Минут через десять прибыл генерал. Я ему говорю: «Что же вы, товарищ генерал, даете такие данные разведки? Мы ведь с главным инженером и капитаном Акимовым в этом районе уже трижды побывали. Как вашей карте верить?». Тот стал что-то возражать. Силаев послушал, послушал и поручил главному инженеру взять двух дозиметристов со станции, генерала, меня и ехать на место разобраться. Сели мы с генералом в БРДМ (главный инженер уже до этого со мною туда ездил и не стал набирать лишние рентгены), едем. Генерал в машине, я сверху на броне. Водитель был другой, не тот, с которым мы раньше по этому маршруту ездили, - солдат-то надо менять, чтобы не переоблучались. Я ему командую, где направо, где налево. До 4-го блока остается метров пятьдесят. Прибор как пошел считать: «800… 850...» Генерал давай хвататься за рычаги - пытался включить заднюю передачу, а там ведь четыре рычага коробок отбора мощности. Солдат ко мне, чуть не плачет: «Товарищ капитан, скажите ему! Сейчас обломаемся!»... Едем назад. Генерал говорит: «Может, не будем докладывать?». Я ему: «Согласен! Если вы вместо меня пойдете воду откачивать»... Он глаза в сторону отвел и всю обратную дорогу промолчал...
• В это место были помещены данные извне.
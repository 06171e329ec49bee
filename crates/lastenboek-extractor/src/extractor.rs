//! Structured field extraction through the extraction model

use crate::config::ExtractorConfig;
use crate::error::ExtractorError;
use crate::parser::parse_model_response;
use crate::prompt::{PromptBuilder, SYSTEM_PROMPT};
use lastenboek_domain::traits::ExtractionModel;
use lastenboek_domain::{ExtractedFields, ModelRequest, ResponseMode};
use tracing::debug;

/// Turns document text into [`ExtractedFields`] with one model call
pub struct FieldExtractor<M>
where
    M: ExtractionModel,
{
    model: M,
    config: ExtractorConfig,
}

impl<M> FieldExtractor<M>
where
    M: ExtractionModel,
    M::Error: std::fmt::Display,
{
    /// Create a new FieldExtractor
    pub fn new(model: M, config: ExtractorConfig) -> Self {
        Self { model, config }
    }

    /// The underlying model
    pub fn model(&self) -> &M {
        &self.model
    }

    /// Consume the extractor, returning the model
    pub fn into_model(self) -> M {
        self.model
    }

    /// The active configuration
    pub fn config(&self) -> &ExtractorConfig {
        &self.config
    }

    /// Build the model request for a document
    pub fn build_request(&self, document_text: &str) -> ModelRequest {
        ModelRequest {
            system_prompt: SYSTEM_PROMPT.to_string(),
            user_prompt: PromptBuilder::new(document_text).build(),
            temperature: self.config.temperature,
            max_output_tokens: self.config.max_output_tokens,
            response_mode: ResponseMode::JsonObject,
        }
    }

    /// Extract fields from page-delimited document text
    ///
    /// # Errors
    ///
    /// - [`ExtractorError::Model`] if the model call fails (not retried)
    /// - [`ExtractorError::SchemaViolation`] if the response does not match the schema
    pub fn extract(&self, document_text: &str) -> Result<ExtractedFields, ExtractorError> {
        let request = self.build_request(document_text);
        debug!("Prompt length: {} chars", request.user_prompt.len());

        let response = self
            .model
            .complete(&request)
            .map_err(|e| ExtractorError::Model(e.to_string()))?;

        debug!("Model response length: {} chars", response.content.len());

        parse_model_response(&response.content)
    }
}
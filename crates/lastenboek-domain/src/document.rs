//! Document module - extracted fields and the persisted record

use crate::identity::DocumentId;
use serde::{Deserialize, Serialize};

/// JSON keys of the extraction schema, in prompt order
///
/// A model response is only accepted when its keys are exactly this set.
pub const FIELD_NAMES: [&str; 5] = [
    "architect",
    "client",
    "date",
    "address",
    "extractionConfidence",
];

/// Metadata fields extracted from a lastenboek by the extraction model
///
/// Values are taken as reported; nothing here is validated or normalized.
#[derive(Debug, Clone, PartialEq, Default, Serialize, Deserialize)]
#[serde(rename_all = "camelCase")]
pub struct ExtractedFields {
    /// The architect of the project
    pub architect: Option<String>,

    /// The commissioning party (opdrachtgever / bouwheer)
    pub client: Option<String>,

    /// Document or project date, ISO `YYYY-MM-DD` when the model could derive one
    pub date: Option<String>,

    /// The project address
    pub address: Option<String>,

    /// Model-reported confidence, not independently verified
    pub extraction_confidence: f64,
}

/// The item persisted in the document store, one per document
///
/// `id` and `document_id` carry the same value; the duplicate exists for
/// stores that partition or look up on a separate key.
#[derive(Debug, Clone, PartialEq, Serialize, Deserialize)]
#[serde(rename_all = "camelCase")]
pub struct DocumentRecord {
    /// Primary key (= `document_id`)
    pub id: String,

    /// Content-addressed document id
    pub document_id: String,

    /// Original blob name
    pub file_name: String,

    /// The architect of the project
    pub architect: Option<String>,

    /// The commissioning party
    pub client: Option<String>,

    /// Document or project date
    pub date: Option<String>,

    /// The project address
    pub address: Option<String>,

    /// Model-reported confidence
    pub extraction_confidence: f64,
}

impl DocumentRecord {
    /// Assemble a record from a document id, its file name and the extracted fields
    ///
    /// # Examples
    ///
    /// ```
    /// use lastenboek_domain::{compute_document_id, DocumentRecord, ExtractedFields};
    ///
    /// let id = compute_document_id("spec1.pdf", b"%PDF-1.4");
    /// let fields = ExtractedFields {
    ///     architect: Some("Jane Doe".to_string()),
    ///     extraction_confidence: 0.8,
    ///     ..Default::default()
    /// };
    /// let record = DocumentRecord::new(&id, "spec1.pdf", fields);
    /// assert_eq!(record.id, record.document_id);
    /// assert_eq!(record.architect.as_deref(), Some("Jane Doe"));
    /// ```
    pub fn new(document_id: &DocumentId, file_name: impl Into<String>, fields: ExtractedFields) -> Self {
        Self {
            id: document_id.to_string(),
            document_id: document_id.to_string(),
            file_name: file_name.into(),
            architect: fields.architect,
            client: fields.client,
            date: fields.date,
            address: fields.address,
            extraction_confidence: fields.extraction_confidence,
        }
    }

    /// The extracted fields carried by this record
    pub fn fields(&self) -> ExtractedFields {
        ExtractedFields {
            architect: self.architect.clone(),
            client: self.client.clone(),
            date: self.date.clone(),
            address: self.address.clone(),
            extraction_confidence: self.extraction_confidence,
        }
    }
}

/// A named binary object listed by a blob store
#[derive(Debug, Clone, PartialEq, Eq)]
pub struct BlobInfo {
    /// Blob name, unique within the store
    pub name: String,

    /// Size in bytes, when the store reports it
    pub size: Option<u64>,
}

impl BlobInfo {
    /// Create a blob descriptor without size information
    pub fn new(name: impl Into<String>) -> Self {
        Self {
            name: name.into(),
            size: None,
        }
    }

    /// Whether this blob should be fed to the pipeline (`.pdf`, any case)
    pub fn is_pdf(&self) -> bool {
        is_pdf_name(&self.name)
    }
}

/// Whether a blob name ends in `.pdf`, compared case-insensitively
pub fn is_pdf_name(name: &str) -> bool {
    name.to_lowercase().ends_with(".pdf")
}
//! Configuration for the Extractor

use serde::{Deserialize, Serialize};

/// Configuration for field extraction and the pipeline run
#[derive(Debug, Clone, PartialEq, Serialize, Deserialize)]
#[serde(default)]
pub struct ExtractorConfig {
    /// Sampling temperature (0.0 - 2.0); low values favor consistent output
    pub temperature: f32,

    /// Ceiling on tokens the model may generate per document
    pub max_output_tokens: u32,

    /// Run every step but skip the upsert
    pub dry_run: bool,

    /// Stop after this many PDF candidates
    #[serde(skip_serializing_if = "Option::is_none")]
    pub max_documents: Option<usize>,
}

impl ExtractorConfig {
    /// Validate the configuration
    pub fn validate(&self) -> Result<(), String> {
        if !(0.0..=2.0).contains(&self.temperature) {
            return Err(format!(
                "temperature must be between 0.0 and 2.0, got {}",
                self.temperature
            ));
        }
        if self.max_output_tokens == 0 {
            return Err("max_output_tokens must be greater than 0".to_string());
        }
        if self.max_documents == Some(0) {
            return Err("max_documents must be greater than 0 when set".to_string());
        }
        Ok(())
    }

    /// Load configuration from TOML string
    pub fn from_toml(toml_str: &str) -> Result<Self, String> {
        toml::from_str(toml_str)
            .map_err(|e| format!("Failed to parse TOML: {}", e))
    }

    /// Serialize configuration to TOML string
    pub fn to_toml(&self) -> Result<String, String> {
        toml::to_string_pretty(self)
            .map_err(|e| format!("Failed to serialize to TOML: {}", e))
    }
}

impl Default for ExtractorConfig {
    /// Temperature 0.1 and a 600-token ceiling, writing every record
    fn default() -> Self {
        Self {
            temperature: 0.1,
            max_output_tokens: 600,
            dry_run: false,
            max_documents: None,
        }
    }
}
- И что же вы доложили Силаеву?
- Я ничего не докладывал. Когда зашли к нему, он меня спрашивает: «Ну что, товарищ капитан?» Я молчу, смотрю на главного инженера. Тот: «Все как докладывал Зборовский». Тут подбегает к генералу командующий ставкой генерал армии Герасимов. Погоны с него сорвал, фуражка генеральская на пол упала. Мать-перемать: «И вы посмели! Эти доклады в Москву идут! Вон отсюда!»... Витальев ушел... Силаев обращается ко мне: «С ХЖТО понятно. Что же предлагаете вы?» А я каждый раз, когда на станции бывал, расспрашивал ребят из дежурной смены, куда б эту воду откачать. И вот накануне этого разговора с Силаевым заступивший дежурный инженер говорит мне: «Что вы тут двое суток колотитесь? В конце станции, за территорией, есть два резервуара и железнодорожная ветка к ним подходит». Дал нам сопровождающего, и мы с Акимовым поехали посмотреть. Точно: метрах в ста от Припяти два бассейна тысяч на двадцать-двадцать пять кубов. Один был пустым, второй наполовину заполнен чистой водой - мы ее потом в Припять откачали. Уровни там небольшие - максимум полрентгена. Как раз то, что мы искали. Сверху воду, чтоб не испарялась, можно было залить каким-нибудь негорючим техническим маслом. Все это я доложил Силаеву. Тот тут же поставил задачу академику Александрову проработать это предложение и объявил на два часа перерыв... Я пошел искать, где бы перекусить, и встретил по дороге подполковника Миронова - начальника инженерной службы ГО Киевского округа. Он был в курсе и спрашивает: «Петя, зачем тебе с металлическими трубами связываться? Попроси у Силаева пожарные насосные станции ПНС-110. У них все рукавные ходы гибкие и производительность в два раза выше, чем у наших насосов...» Как я сам до этого не додумался? Прикинул, посчитал... На очередном заседании правительственной комиссии поднимаю руку: «В МВД есть станции ПНС-110...» Генерал армии Герасимов меня перебивает: «Вы что, хотите переложить выполнение задачи на МВД?». «Нет, - отвечаю, - у меня все солдаты обучены, справятся, а вот техники нужной не хватает». Силаев кивает мне: «Продолжайте!» Я зачитал свои расчеты, характеристики насосных станций. Прозвучало все это убедительно. Тут же были отданы распоряжения о выделении всего необходимого...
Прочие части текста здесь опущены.